Explore the Potential with AI-Driven Innovation
This comprehensive focused library is produced on demand with state-of-the-art virtual screening and parameter assessment technology driven by Receptor.AI drug discovery platform. This approach outperforms traditional methods and provides higher-quality compounds with superior activity, selectivity and safety.
We pick out particular compounds from an extensive virtual database of more than 60 billion molecules. The preparation and shipment of these compounds are facilitated by our associate Reaxense.
The library includes a list of the most effective modulators, each annotated with 38 ADME-Tox and 32 physicochemical and drug-likeness parameters. Furthermore, each compound is shown with its optimal docking poses, affinity scores, and activity scores, offering a detailed summary.

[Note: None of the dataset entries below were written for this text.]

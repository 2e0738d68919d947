use std::ffi::OsString;
use std::path::PathBuf;

use anyhow::{Context, Result, bail};
use split_openapi_core::split::CollisionPolicy;
use split_openapi_core::{
    DEFAULT_GENERATED_FILE, Environment, SourceConfig, SourceMode, SpecFormat, SplitterConfig,
};
use tracing::warn;
use url::Url;

pub const USAGE: &str = "\
Split an OpenAPI/Swagger specification into one YAML file per path.

USAGE:
    split-openapi [OPTIONS] <ENVIRONMENT>

ARGS:
    <ENVIRONMENT>              Output sub-directory, e.g. dev, qa, pt

OPTIONS:
    -c, --config <FILE>        YAML or JSON configuration file
    -s, --source <MODE>        Source mode: file, process, http
    -f, --file <PATH>          Specification file (file mode)
    -u, --url <URL>            Specification URL (http mode)
        --insecure             Do not validate TLS certificates (http mode)
        --timeout <SECS>       HTTP timeout in seconds [default: 30]
        --command <PROGRAM>    Generator program (process mode)
        --arg <VALUE>          Generator argument, repeatable; `{output}` is replaced
                               by the generated file path
        --spec-output <PATH>   File written by the generator (process mode)
        --format <FORMAT>      Input format: yaml, json [default: detected]
    -o, --output-root <DIR>    Parent of the environment directories [default: output]
        --fail-on-collision    Abort when two paths map to the same file
    -v, --verbose              Log each fragment
    -h, --help                 Print this help
";

/// What the command line asks for.
#[derive(Debug)]
pub enum Parsed {
    Help,
    Run(AppArgs),
}

#[derive(Debug)]
pub struct AppArgs {
    pub environment: Environment,
    pub config_file: Option<PathBuf>,
    pub overrides: ConfigOverrides,
    pub verbose: bool,
}

/// Command line values taking precedence over the configuration file.
#[derive(Debug, Default)]
pub struct ConfigOverrides {
    pub source: Option<SourceMode>,
    pub file: Option<PathBuf>,
    pub url: Option<Url>,
    pub insecure: bool,
    pub timeout_secs: Option<u64>,
    pub command: Option<String>,
    pub args: Vec<String>,
    pub spec_output: Option<PathBuf>,
    pub format: Option<SpecFormat>,
    pub output_root: Option<PathBuf>,
    pub fail_on_collision: bool,
}

impl AppArgs {
    pub fn parse(mut pargs: pico_args::Arguments) -> Result<Parsed> {
        if pargs.contains(["-h", "--help"]) {
            return Ok(Parsed::Help);
        }

        let config_file = pargs
            .opt_value_from_str(["-c", "--config"])
            .context("parsing config argument")?;
        let verbose = pargs.contains(["-v", "--verbose"]);

        let overrides = ConfigOverrides {
            source: pargs
                .opt_value_from_str(["-s", "--source"])
                .context("parsing source argument")?,
            file: pargs
                .opt_value_from_str(["-f", "--file"])
                .context("parsing file argument")?,
            url: pargs
                .opt_value_from_str(["-u", "--url"])
                .context("parsing url argument")?,
            insecure: pargs.contains("--insecure"),
            timeout_secs: pargs
                .opt_value_from_str("--timeout")
                .context("parsing timeout argument")?,
            command: pargs
                .opt_value_from_str("--command")
                .context("parsing command argument")?,
            args: pargs
                .values_from_str("--arg")
                .context("parsing generator arguments")?,
            spec_output: pargs
                .opt_value_from_str("--spec-output")
                .context("parsing spec-output argument")?,
            format: pargs
                .opt_value_from_str("--format")
                .context("parsing format argument")?,
            output_root: pargs
                .opt_value_from_str(["-o", "--output-root"])
                .context("parsing output-root argument")?,
            fail_on_collision: pargs.contains("--fail-on-collision"),
        };

        let environment: Environment = pargs
            .free_from_str()
            .context("missing or invalid <ENVIRONMENT> argument")?;

        let remaining = pargs.finish();
        if !remaining.is_empty() {
            bail!("unexpected arguments: {}", display_args(&remaining));
        }

        Ok(Parsed::Run(Self {
            environment,
            config_file,
            overrides,
            verbose,
        }))
    }
}

impl ConfigOverrides {
    /// Mode implied by the location flags, when they agree on one.
    fn implied_mode(&self) -> Result<Option<SourceMode>> {
        let mut implied = Vec::new();
        if self.file.is_some() {
            implied.push(SourceMode::File);
        }
        if self.url.is_some() || self.insecure || self.timeout_secs.is_some() {
            implied.push(SourceMode::Http);
        }
        if self.command.is_some() || !self.args.is_empty() || self.spec_output.is_some() {
            implied.push(SourceMode::Process);
        }

        match implied.as_slice() {
            [] => Ok(None),
            [mode] => Ok(Some(*mode)),
            _ => bail!(
                "conflicting source options for modes: {}",
                implied
                    .iter()
                    .map(ToString::to_string)
                    .collect::<Vec<_>>()
                    .join(", ")
            ),
        }
    }

    /// Applies the command line on top of `config`.
    pub fn apply(self, mut config: SplitterConfig) -> Result<SplitterConfig> {
        let implied = self.implied_mode()?;
        let mode = match (self.source, implied) {
            (Some(explicit), Some(implied)) if explicit != implied => {
                bail!("options for {implied} source given with --source {explicit}")
            }
            (Some(mode), _) | (None, Some(mode)) => mode,
            (None, None) => config.source.mode(),
        };

        if mode != config.source.mode() {
            config.source =
                SourceConfig::default_for(mode).context("building default source")?;
        }

        match &mut config.source {
            SourceConfig::File { path } => {
                if let Some(file) = self.file {
                    *path = file;
                }
            }
            SourceConfig::Process {
                command,
                args,
                output,
            } => {
                if let Some(program) = self.command {
                    *command = program;
                    args.clear();
                }
                if !self.args.is_empty() {
                    *args = self.args;
                }
                if let Some(spec_output) = self.spec_output {
                    *output = spec_output;
                } else if output.as_os_str().is_empty() {
                    *output = PathBuf::from(DEFAULT_GENERATED_FILE);
                }
            }
            SourceConfig::Http {
                url,
                verify_tls,
                timeout_secs,
            } => {
                if let Some(new_url) = self.url {
                    *url = new_url;
                }
                if self.insecure {
                    *verify_tls = false;
                }
                if let Some(secs) = self.timeout_secs {
                    *timeout_secs = secs;
                }
            }
        }

        if let Some(format) = self.format {
            config.format = Some(format);
        }
        if let Some(output_root) = self.output_root {
            config.output_root = output_root;
        }
        if self.fail_on_collision {
            config.collision_policy = CollisionPolicy::Fail;
        }

        if let SourceConfig::Http {
            verify_tls: false, ..
        } = &config.source
        {
            warn!("TLS certificate verification disabled for this run");
        }
        Ok(config)
    }
}

fn display_args(args: &[OsString]) -> String {
    args.iter()
        .map(|arg| arg.to_string_lossy().into_owned())
        .collect::<Vec<_>>()
        .join(" ")
}

#[cfg(test)]
mod tests {
    use rstest::rstest;

    use super::*;

    fn parse(args: &[&str]) -> Result<Parsed> {
        let args = args.iter().map(OsString::from).collect();
        AppArgs::parse(pico_args::Arguments::from_vec(args))
    }

    fn parse_run(args: &[&str]) -> AppArgs {
        match parse(args) {
            Ok(Parsed::Run(args)) => args,
            other => panic!("expected run arguments, got {other:?}"),
        }
    }

    #[test]
    fn should_parse_environment_only() {
        let args = parse_run(&["qa"]);

        assert_eq!(args.environment.as_str(), "qa");
        assert!(args.config_file.is_none());
        assert!(!args.verbose);
    }

    #[rstest]
    #[case(&["-h"])]
    #[case(&["--help"])]
    #[case(&["qa", "--help"])]
    fn should_ask_for_help(#[case] args: &[&str]) {
        assert!(matches!(parse(args), Ok(Parsed::Help)));
    }

    #[rstest]
    #[case::missing(&[])]
    #[case::empty(&[""])]
    #[case::separator(&["qa/eu"])]
    #[case::extra(&["qa", "dev"])]
    #[case::unknown_mode(&["qa", "--source", "ftp"])]
    fn should_reject_invalid_arguments(#[case] args: &[&str]) {
        assert!(parse(args).is_err(), "{args:?} should be rejected");
    }

    #[test]
    fn should_switch_to_http_source_from_url() -> Result<()> {
        let args = parse_run(&[
            "dev",
            "--url",
            "https://localhost:5001/swagger/v1/swagger.json",
            "--insecure",
            "--timeout",
            "10",
        ]);

        let config = args.overrides.apply(SplitterConfig::default())?;

        assert_eq!(
            config.source,
            SourceConfig::Http {
                url: Url::parse("https://localhost:5001/swagger/v1/swagger.json")?,
                verify_tls: false,
                timeout_secs: 10,
            }
        );
        Ok(())
    }

    #[test]
    fn should_use_default_url_for_http_mode() -> Result<()> {
        let args = parse_run(&["dev", "--source", "http"]);

        let config = args.overrides.apply(SplitterConfig::default())?;

        assert_eq!(
            config.source,
            SourceConfig::http(Url::parse(split_openapi_core::DEFAULT_SPEC_URL)?)
        );
        Ok(())
    }

    #[test]
    fn should_override_file_source() -> Result<()> {
        let args = parse_run(&[
            "pt",
            "--file",
            "api/swagger.json",
            "--format",
            "json",
            "--output-root",
            "build/specs",
            "--fail-on-collision",
        ]);

        let config = args.overrides.apply(SplitterConfig::default())?;

        assert_eq!(config.source, SourceConfig::file("api/swagger.json"));
        assert_eq!(config.format, Some(SpecFormat::Json));
        assert_eq!(config.output_root, PathBuf::from("build/specs"));
        assert_eq!(config.collision_policy, CollisionPolicy::Fail);
        Ok(())
    }

    #[test]
    fn should_replace_generator_command() -> Result<()> {
        let args = parse_run(&[
            "qa",
            "--command",
            "swagger-gen",
            "--arg",
            "{output}",
            "--spec-output",
            "gen/openapi.yaml",
        ]);

        let config = args.overrides.apply(SplitterConfig::default())?;

        assert_eq!(
            config.source,
            SourceConfig::Process {
                command: "swagger-gen".to_owned(),
                args: vec!["{output}".to_owned()],
                output: PathBuf::from("gen/openapi.yaml"),
            }
        );
        Ok(())
    }

    #[test]
    fn should_keep_config_file_source_without_flags() -> Result<()> {
        let args = parse_run(&["qa"]);
        let file_config = SplitterConfig::new(SourceConfig::file("swagger.json"));

        let config = args.overrides.apply(file_config.clone())?;

        assert_eq!(config, file_config);
        Ok(())
    }

    #[test]
    fn should_reject_conflicting_source_options() {
        let args = parse_run(&["qa", "--file", "swagger.json", "--url", "http://localhost/"]);

        assert!(args.overrides.apply(SplitterConfig::default()).is_err());
    }

    #[test]
    fn should_reject_options_for_other_mode() {
        let args = parse_run(&["qa", "--source", "file", "--url", "http://localhost/"]);

        assert!(args.overrides.apply(SplitterConfig::default()).is_err());
    }
}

Our high-tech, dedicated method is applied to construct targeted libraries for enzymes.
Fig. 1. The sreening workflow of Receptor.AI
The procedure entails thorough molecular simulations of the catalytic and allosteric binding pockets, accompanied by ensemble virtual screening that factors in their conformational flexibility. When developing modulators, the structural modifications brought about by reaction intermediates are factored in to optimize activity and selectivity.
Several key aspects differentiate our library:
partner
Reaxense
upacc
Q9C030
UPID:
TRIM6_HUMAN
Alternative names:
RING finger protein 89; RING-type E3 ubiquitin transferase TRIM6
Alternative UPACC:
Q9C030; A8K2A7; B4DDQ5; Q86WZ8; Q9HCR1
Background:
Tripartite motif-containing protein 6 (TRIM6), also known as RING finger protein 89, is a pivotal E3 ubiquitin ligase. It orchestrates the activation of the IKBKE-dependent branch of the type I interferon signaling pathway, crucial for antiviral responses. TRIM6, in collaboration with UBE2K, generates 'Lys-48'-linked polyubiquitin chains, facilitating IKBKE oligomerization and autophosphorylation. Additionally, it ubiquitinates MYC, regulating embryonic stem cell pluripotency, and enhances RIGI-mediated antiviral immune responses by promoting 'Lys-48'-polyubiquitin chain association with DHX16.
Therapeutic significance:
Understanding the role of Tripartite motif-containing protein 6 could open doors to potential therapeutic strategies.